Private State Module Pattern
The module pattern extends the counter idea to bundle related functionality with genuinely private state. Before ES modules existed, this was the standard way to organise code.
const userStore = (function () {
// Private state
const users: Map<string, { name: string; role: string }> = new Map();
let nextId = 1;
// Private helper
function generateId(): string {
return `user_${nextId++}`;
}
// Public API returned as an object
return {
addUser(name: string, role: string): string {
const id = generateId();
users.set(id, { name, role });
return id;
},
getUser(id: string): { name: string; role: string } | undefined {
return users.get(id);
},
getUserCount(): number {
return users.size;
},
};
})();
const id1 = userStore.addUser("Alice", "admin");
const id2 = userStore.addUser("Bob", "viewer");
console.log(userStore.getUser(id1)); // { name: 'Alice', role: 'admin' }
console.log(userStore.getUserCount()); // 2
// users and nextId are not accessible here
The IIFE runs immediately and returns the public API. The internal state is trapped in the closure. This is the same concept as a class with private fields, but implemented purely with functions.
Closure Memory Considerations
Closures keep their outer scope alive. This means they can cause memory leaks if you are not careful.
function createHeavyProcessor(): () => string {
// largeData is kept alive as long as process is reachable
const largeData = new Array(1_000_000).fill("x").join("");
return function process(): string {
// Even though we only use largeData.length, the entire string is retained
return `Processed ${largeData.length} characters`;
};
}
const process = createHeavyProcessor();
// largeData is still in memory here, even though we only need its length
The fix is to extract what you need before returning:
function createEfficientProcessor(): () => string {
const largeData = new Array(1_000_000).fill("x").join("");
const length = largeData.length; // Extract what we need
// largeData can now be garbage collected: the closure only retains length
return function process(): string {
return `Processed ${length} characters`;
};
}
This pattern matters in long-running Node.js services where memory leaks accumulate slowly and cause degraded performance over hours or days.
Memoisation Setup
Closures are the foundation of memoisation: storing previously computed results so you do not compute them again.
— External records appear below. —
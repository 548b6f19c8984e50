use nac_compare::prelude::*;

/// Mock ProgressReporter for testing that captures messages
#[derive(Default, Clone)]
pub struct MockProgressReporter {
    pub messages: std::sync::Arc<std::sync::Mutex<Vec<String>>>,
}

impl MockProgressReporter {
    pub fn new() -> Self {
        Self::default()
    }

    pub fn get_messages(&self) -> Vec<String> {
        self.messages.lock().unwrap().clone()
    }

    pub fn errors(&self) -> Vec<String> {
        self.get_messages()
            .into_iter()
            .filter_map(|m| m.strip_prefix("Error: ").map(str::to_string))
            .collect()
    }

    pub fn message_count(&self) -> usize {
        self.messages.lock().unwrap().len()
    }
}

impl ProgressReporter for MockProgressReporter {
    fn report(&self, message: &str) {
        self.messages.lock().unwrap().push(message.to_string());
    }

    fn report_error(&self, message: &str) {
        self.messages
            .lock()
            .unwrap()
            .push(format!("Error: {}", message));
    }

    fn report_completion(&self, message: &str) {
        self.messages
            .lock()
            .unwrap()
            .push(format!("Completed: {}", message));
    }
}
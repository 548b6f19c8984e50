use crate::adapters::outbound::filesystem::{FileSystemWriter, StdoutPresenter};
use crate::ports::outbound::OutputPresenter;
use std::path::PathBuf;

/// Where a finished report goes
#[derive(Debug, Clone, PartialEq, Eq)]
pub enum PresenterType {
    Stdout,
    File(PathBuf),
}

impl PresenterType {
    /// Stdout when no output path is given, or when the path is `-`
    pub fn from_output(output: Option<&str>) -> Self {
        match output {
            None | Some("-") => PresenterType::Stdout,
            Some(path) => PresenterType::File(PathBuf::from(path)),
        }
    }
}

/// Factory for creating output presenters
///
/// Selects the infrastructure adapter for a report destination.
pub struct PresenterFactory;

impl PresenterFactory {
    /// Creates a presenter instance for the specified type
    ///
    /// # Examples
    /// ```
    /// use nac_compare::application::factories::{PresenterFactory, PresenterType};
    ///
    /// let presenter = PresenterFactory::create(PresenterType::from_output(None));
    /// ```
    pub fn create(presenter_type: PresenterType) -> Box<dyn OutputPresenter> {
        match presenter_type {
            PresenterType::Stdout => Box::new(StdoutPresenter::new()),
            PresenterType::File(path) => Box::new(FileSystemWriter::new(path)),
        }
    }
}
We will implement the full generic version in the next lesson, but here is the core idea:
function memoiseSquare(): (n: number) => number {
const cache: Record<number, number> = {}; // Private cache via closure
return function (n: number): number {
if (n in cache) {
console.log(`Cache hit for ${n}`);
return cache[n];
}
console.log(`Computing ${n}^2`);
cache[n] = n * n;
return cache[n];
};
}
const square = memoiseSquare();
square(4); // Computing 16
square(4); // Cache hit for 4
square(5); // Computing 25
The cache object lives in memoiseSquare's scope. The returned function closes over it and accumulates results. This is pure closure-based state.
Key insight: A closure is a function plus the scope chain it was created in. That scope chain is kept alive as long as the function is reachable. This is the mechanism behind private state, the loop variable bug, TDZ, and every caching or factory pattern you will see in a TypeScript interview.